Table 1 Categories of criteria described to sketch the shape of a distribution.

5.1.3 Informally Testing the Fit of a Probability Distribution Model

Teachers were asked to discuss the appropriateness of the Poisson model in terms of the visual fit of the model to the sample data, to which all ten teachers responded. The expected good responses are illustrated in .

Fig. 5 Examples of good responses to the two versions of Task One for assessing the fit of the Poisson distribution to the sample data.

Fig. 5 Examples of good responses to the two versions of Task One for assessing the fit of the Poisson distribution to the sample data.

Despite the fact that the two versions of the task had been designed to elicit different responses, three Version 1 teachers (4, 9, 12) responded the same way as three Version 2 teachers (5, 13, 15) by discussing the Poisson distribution model as being appropriate. Only three teachers (4, 9, 13) made reference to the sample size when considering the fit of the proposed model: two Version 1 teachers (4, 9) and one Version 2 Teacher (13). However, three of the six teachers, who concluded the proposed model was appropriate, expressed a lack of confidence in their conclusion, such as Teacher 13 who stated “things that make me less confident are …” Therefore, in addition to sample size not being considered by most of the teachers when informally testing the fit of a probability distribution, the reluctance to commit to a conclusion about the appropriateness of the model suggests there are issues with the criteria used by the teachers.

Consequently, six criteria that were used by teachers to decide on the visual fit of a model were identified (). Nine of the ten teachers used more than one criterion. The two most used criteria to compare the proposed model with the sample data—individual outcomes and shape—were used by teachers irrespective of the version of the task they completed.
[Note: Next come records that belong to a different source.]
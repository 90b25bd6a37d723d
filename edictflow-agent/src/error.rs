//! Error types for the agent daemon

use edictflow_core::EdictError;
use thiserror::Error;

/// Result type for agent operations
pub type Result<T> = std::result::Result<T, AgentError>;

/// Errors that can occur in the agent
#[derive(Error, Debug)]
pub enum AgentError {
    /// No credential stored; run `edictflow-agent login` first
    #[error("Not authenticated. Run `edictflow-agent login` first.")]
    NotAuthenticated,

    /// Stored credential has expired
    #[error("Credential expired at {0}")]
    CredentialExpired(String),

    /// Local store failed
    #[error("Store error: {0}")]
    Store(String),

    /// Connecting to or talking with the controller failed
    #[error("Transport error: {0}")]
    Transport(String),

    /// The session closed underneath an operation
    #[error("Session closed")]
    SessionClosed,

    /// Path is not a registered project
    #[error("Project not found: {0}")]
    ProjectNotFound(String),

    /// Local pending change doesn't exist
    #[error("Change not found: {0}")]
    ChangeNotFound(String),

    /// Invalid configuration value
    #[error("Configuration error: {0}")]
    Config(String),

    /// File watcher failed
    #[error("Watcher error: {0}")]
    Watch(#[from] notify::Error),

    /// Device authorization failed
    #[error("Authorization failed: {0}")]
    Auth(String),

    /// Shared core error (protocol, render)
    #[error(transparent)]
    Core(#[from] EdictError),

    /// Serialization error
    #[error("Serialization error: {0}")]
    Serialization(#[from] serde_json::Error),

    /// I/O error
    #[error("I/O error: {0}")]
    Io(#[from] std::io::Error),
}

impl From<rusqlite::Error> for AgentError {
    fn from(err: rusqlite::Error) -> Self {
        AgentError::Store(err.to_string())
    }
}

impl From<reqwest::Error> for AgentError {
    fn from(err: reqwest::Error) -> Self {
        AgentError::Transport(err.to_string())
    }
}

impl From<tokio_tungstenite::tungstenite::Error> for AgentError {
    fn from(err: tokio_tungstenite::tungstenite::Error) -> Self {
        AgentError::Transport(err.to_string())
    }
}

impl AgentError {
    /// Errors that stop the daemon instead of being retried
    pub fn is_fatal(&self) -> bool {
        matches!(
            self,
            AgentError::NotAuthenticated
                | AgentError::CredentialExpired(_)
                | AgentError::Config(_)
        )
    }
}
//! Agent configuration
//!
//! Settings come from `config.json` in the agent home directory, with every
//! field optional. Values stored in the local store's key/value table (set by
//! `edictflow-agent config set`) override the file.

use std::path::{Path, PathBuf};
use std::time::Duration;

use serde::{Deserialize, Serialize};

use crate::error::{AgentError, Result};

/// Environment variable overriding the agent home directory
pub const HOME_ENV: &str = "EDICTFLOW_HOME";

/// Keys the store's config table may override
pub const KEY_SERVER_URL: &str = "server_url";
pub const KEY_MANAGED_FILENAME: &str = "managed_filename";

/// Main agent configuration
#[derive(Debug, Clone, PartialEq, Serialize, Deserialize)]
pub struct AgentConfig {
    /// Controller base URL (`http://` or `https://`)
    #[serde(default = "default_server_url")]
    pub server_url: String,

    /// Basename of the managed file inside each project
    #[serde(default = "default_managed_filename")]
    pub managed_filename: String,

    /// Seconds between heartbeats while connected
    #[serde(default = "default_heartbeat_interval")]
    pub heartbeat_interval_secs: u64,

    /// Per-frame write deadline on the session
    #[serde(default = "default_write_timeout")]
    pub write_timeout_secs: u64,

    #[serde(default)]
    pub queue: QueueConfig,

    #[serde(default)]
    pub backoff: BackoffConfig,
}

fn default_server_url() -> String {
    "http://localhost:8420".to_string()
}
fn default_managed_filename() -> String {
    "CLAUDE.md".to_string()
}
fn default_heartbeat_interval() -> u64 { 30 }
fn default_write_timeout() -> u64 { 10 }

impl Default for AgentConfig {
    fn default() -> Self {
        Self {
            server_url: default_server_url(),
            managed_filename: default_managed_filename(),
            heartbeat_interval_secs: default_heartbeat_interval(),
            write_timeout_secs: default_write_timeout(),
            queue: QueueConfig::default(),
            backoff: BackoffConfig::default(),
        }
    }
}

/// Outbound queue configuration
#[derive(Debug, Clone, PartialEq, Serialize, Deserialize)]
pub struct QueueConfig {
    /// Send attempts before an entry is retired
    #[serde(default = "default_max_attempts")]
    pub max_attempts: u32,

    /// Entries older than this are retired regardless of attempts
    #[serde(default = "default_max_age")]
    pub max_age_secs: u64,

    /// Seconds between janitor passes
    #[serde(default = "default_janitor_interval")]
    pub janitor_interval_secs: u64,

    /// Seconds an entry sent on a live link waits for its ack before it is sent again
    #[serde(default = "default_resend_after")]
    pub resend_after_secs: u64,
}

fn default_max_attempts() -> u32 { 3 }
fn default_max_age() -> u64 { 7 * 24 * 60 * 60 }
fn default_janitor_interval() -> u64 { 300 }
fn default_resend_after() -> u64 { 30 }

impl Default for QueueConfig {
    fn default() -> Self {
        Self {
            max_attempts: default_max_attempts(),
            max_age_secs: default_max_age(),
            janitor_interval_secs: default_janitor_interval(),
            resend_after_secs: default_resend_after(),
        }
    }
}

/// Reconnect backoff configuration
#[derive(Debug, Clone, PartialEq, Serialize, Deserialize)]
pub struct BackoffConfig {
    #[serde(default = "default_initial_backoff")]
    pub initial_secs: u64,

    #[serde(default = "default_max_backoff")]
    pub max_secs: u64,
}

fn default_initial_backoff() -> u64 { 1 }
fn default_max_backoff() -> u64 { 60 }

impl Default for BackoffConfig {
    fn default() -> Self {
        Self {
            initial_secs: default_initial_backoff(),
            max_secs: default_max_backoff(),
        }
    }
}

impl AgentConfig {
    /// Read `config.json` from `home`; a missing file yields the defaults
    pub fn load(home: &Path) -> Result<Self> {
        let path = home.join("config.json");
        if !path.exists() {
            return Ok(Self::default());
        }
        let text = std::fs::read_to_string(&path)?;
        let config: Self = serde_json::from_str(&text)
            .map_err(|e| AgentError::Config(format!("{}: {}", path.display(), e)))?;
        config.validate()?;
        Ok(config)
    }

    /// Apply one key/value override from the store
    pub fn apply_override(&mut self, key: &str, value: &str) -> Result<()> {
        match key {
            KEY_SERVER_URL => self.server_url = value.to_string(),
            KEY_MANAGED_FILENAME => self.managed_filename = value.to_string(),
            other => {
                tracing::debug!(key = other, "ignoring unknown config override");
                return Ok(());
            }
        }
        self.validate()
    }

    pub fn validate(&self) -> Result<()> {
        if !(self.server_url.starts_with("http://") || self.server_url.starts_with("https://")) {
            return Err(AgentError::Config(format!(
                "server_url must start with http:// or https://, got '{}'",
                self.server_url
            )));
        }
        if self.managed_filename.is_empty() || self.managed_filename.contains('/') {
            return Err(AgentError::Config(format!(
                "managed_filename must be a bare file name, got '{}'",
                self.managed_filename
            )));
        }
        if self.backoff.initial_secs == 0 || self.backoff.max_secs < self.backoff.initial_secs {
            return Err(AgentError::Config("backoff bounds are inconsistent".into()));
        }
        if self.queue.max_attempts == 0 {
            return Err(AgentError::Config("queue.max_attempts must be at least 1".into()));
        }
        if self.queue.resend_after_secs == 0 {
            return Err(AgentError::Config("queue.resend_after_secs must be at least 1".into()));
        }
        Ok(())
    }

    /// Controller base URL without a trailing slash
    pub fn http_url(&self) -> &str {
        self.server_url.trim_end_matches('/')
    }

    /// WebSocket session endpoint derived from the base URL
    pub fn session_url(&self) -> String {
        let base = self.http_url();
        let ws = match base.strip_prefix("https://") {
            Some(rest) => format!("wss://{}", rest),
            None => format!("ws://{}", base.trim_start_matches("http://")),
        };
        format!("{}/api/v1/ws", ws)
    }

    pub fn heartbeat_interval(&self) -> Duration {
        Duration::from_secs(self.heartbeat_interval_secs.max(1))
    }

    pub fn write_timeout(&self) -> Duration {
        Duration::from_secs(self.write_timeout_secs.max(1))
    }
}

/// Where the agent keeps its store, socket and PID file
#[derive(Debug, Clone, PartialEq, Eq)]
pub struct AgentPaths {
    pub home: PathBuf,
}

impl AgentPaths {
    pub fn new(home: impl Into<PathBuf>) -> Self {
        Self { home: home.into() }
    }

    /// `$EDICTFLOW_HOME`, else `~/.edictflow`
    pub fn resolve() -> Result<Self> {
        Self::resolve_with(std::env::var_os(HOME_ENV).map(PathBuf::from), dirs::home_dir())
    }

    fn resolve_with(override_dir: Option<PathBuf>, home_dir: Option<PathBuf>) -> Result<Self> {
        if let Some(dir) = override_dir.filter(|d| !d.as_os_str().is_empty()) {
            return Ok(Self::new(dir));
        }
        home_dir
            .map(|h| Self::new(h.join(".edictflow")))
            .ok_or_else(|| AgentError::Config("cannot determine the home directory".into()))
    }

    pub fn ensure(&self) -> Result<()> {
        std::fs::create_dir_all(&self.home)?;
        Ok(())
    }

    pub fn database(&self) -> PathBuf {
        self.home.join("agent.db")
    }

    pub fn socket(&self) -> PathBuf {
        self.home.join("agent.sock")
    }

    pub fn pid_file(&self) -> PathBuf {
        self.home.join("agent.pid")
    }
}

#[cfg(test)]
mod tests {
    use super::*;

    #[test]
    fn test_defaults() {
        let config = AgentConfig::default();
        assert_eq!(config.managed_filename, "CLAUDE.md");
        assert_eq!(config.queue.max_attempts, 3);
        assert_eq!(config.queue.resend_after_secs, 30);
        assert_eq!(config.queue.max_age_secs, 604_800);
        assert_eq!(config.backoff.initial_secs, 1);
        assert_eq!(config.backoff.max_secs, 60);
        assert!(config.validate().is_ok());
    }

    #[test]
    fn test_partial_file_fills_defaults() {
        let dir = tempfile::tempdir().unwrap();
        std::fs::write(
            dir.path().join("config.json"),
            r#"{"server_url": "https://policy.example.com/", "queue": {"max_attempts": 5}}"#,
        )
        .unwrap();
        let config = AgentConfig::load(dir.path()).unwrap();
        assert_eq!(config.queue.max_attempts, 5);
        assert_eq!(config.queue.janitor_interval_secs, 300);
        assert_eq!(config.session_url(), "wss://policy.example.com/api/v1/ws");
        assert_eq!(config.http_url(), "https://policy.example.com");
    }

    #[test]
    fn test_missing_file_is_default() {
        let dir = tempfile::tempdir().unwrap();
        assert_eq!(AgentConfig::load(dir.path()).unwrap(), AgentConfig::default());
    }

    #[test]
    fn test_session_url_plain_http() {
        let config = AgentConfig::default();
        assert_eq!(config.session_url(), "ws://localhost:8420/api/v1/ws");
    }

    #[test]
    fn test_overrides_are_validated() {
        let mut config = AgentConfig::default();
        config.apply_override(KEY_MANAGED_FILENAME, "AGENTS.md").unwrap();
        assert_eq!(config.managed_filename, "AGENTS.md");
        assert!(config.apply_override(KEY_SERVER_URL, "ftp://nope").is_err());
        config.apply_override("colour", "blue").unwrap();
    }

    #[test]
    fn test_paths_resolution() {
        let paths = AgentPaths::resolve_with(Some("/tmp/ef".into()), Some("/home/dev".into())).unwrap();
        assert_eq!(paths.database(), PathBuf::from("/tmp/ef/agent.db"));

        let paths = AgentPaths::resolve_with(None, Some("/home/dev".into())).unwrap();
        assert_eq!(paths.socket(), PathBuf::from("/home/dev/.edictflow/agent.sock"));
        assert!(AgentPaths::resolve_with(None, None).is_err());
    }
}
//! Merging a rendered section into an existing file

use std::ops::Range;

use super::{CLOSE_SENTINEL, OPEN_SENTINEL};

/// Byte range of the managed span in `existing`
///
/// Covers the opening sentinel through the closing sentinel and the single
/// newline after it. With no closing sentinel the span runs to the end.
fn managed_span(existing: &str) -> Option<(Range<usize>, bool)> {
    let start = existing.find(OPEN_SENTINEL)?;
    let search_from = start + OPEN_SENTINEL.len();
    match existing[search_from..].find(CLOSE_SENTINEL) {
        Some(offset) => {
            let mut end = search_from + offset + CLOSE_SENTINEL.len();
            if existing[end..].starts_with('\n') {
                end += 1;
            }
            Some((start..end, true))
        }
        None => Some((start..existing.len(), false)),
    }
}

/// Splice `managed` into `existing`
///
/// - no opening sentinel: append after a blank-line separator
/// - both sentinels: replace the span, keep everything else verbatim
/// - opening sentinel only: replace from the opening sentinel onward
pub fn merge_with_existing(existing: &str, managed: &str) -> String {
    match managed_span(existing) {
        Some((span, _)) => {
            let mut out = String::with_capacity(existing.len() + managed.len());
            out.push_str(&existing[..span.start]);
            out.push_str(managed);
            out.push_str(&existing[span.end..]);
            out
        }
        None => {
            if managed.is_empty() {
                return existing.to_string();
            }
            let mut out = String::with_capacity(existing.len() + managed.len() + 2);
            out.push_str(existing);
            if !existing.is_empty() {
                if !existing.ends_with('\n') {
                    out.push('\n');
                }
                if !existing.ends_with("\n\n") {
                    out.push('\n');
                }
            }
            out.push_str(managed);
            out
        }
    }
}

/// Hand-written content around the managed span
///
/// Without an opening sentinel the whole input is `before`.
pub fn extract_manual_content(existing: &str) -> (&str, &str) {
    match managed_span(existing) {
        Some((span, _)) => (&existing[..span.start], &existing[span.end..]),
        None => (existing, ""),
    }
}

/// The managed section as it sits on disk, from the opening sentinel through
/// the closing one; `None` unless both sentinels are present
pub fn managed_section(existing: &str) -> Option<&str> {
    let (span, closed) = managed_span(existing)?;
    if !closed {
        return None;
    }
    let slice = &existing[span];
    Some(slice.strip_suffix('\n').unwrap_or(slice))
}

/// Whether the on-disk managed section differs from the expected render
///
/// A missing sentinel counts as tampering whenever something is expected.
pub fn is_tampered(existing: &str, expected: &str) -> bool {
    if expected.is_empty() {
        return false;
    }
    let expected = expected.strip_suffix('\n').unwrap_or(expected);
    match managed_section(existing) {
        Some(actual) => actual != expected,
        None => true,
    }
}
These two criteria are related as the shape of the model and sample distribution are based on individual outcomes within each distribution. However, teachers did not seem to recognize the connection between individual outcomes and shape in their descriptions. For example, Teacher 4 explained that she was “concerned about the high frequency of zero and the low frequency of one,” making use of the individual outcomes criterion, and then went on to explain, “but apart from those, the shape of the graph is what I would expect from a sample of 48,” making use of the shape criterion. She qualified this further using the sampling variation criterion, stating that “the high frequency of zero and the low frequency of one are within what might be expected due to random variation in a sample from a Poisson distribution.” This teacher appeared to disconnect the shape of the sample from each outcome within the distribution and its associated frequency, by suggesting the shape of the distribution could be described without using two of the outcomes. Two teachers (3, 4) went beyond a data-fitting exercise and discussed whether the proposed model would be useful and whether the conditions of the model were met. As all of the criteria identified in involve a comparison between what was expected and what was observed, sample size should be taken into account. For example, the measures criterion was typically used to compare the mode of the sample distribution and the mode of the proposed model. The same three teachers who discussed sample size when assessing the visual fit of the Poisson distribution to the sample data also used the sampling variation criterion (4, 9, 13).

Table 2 Categories of criteria teachers used to assess the visual fit of the model.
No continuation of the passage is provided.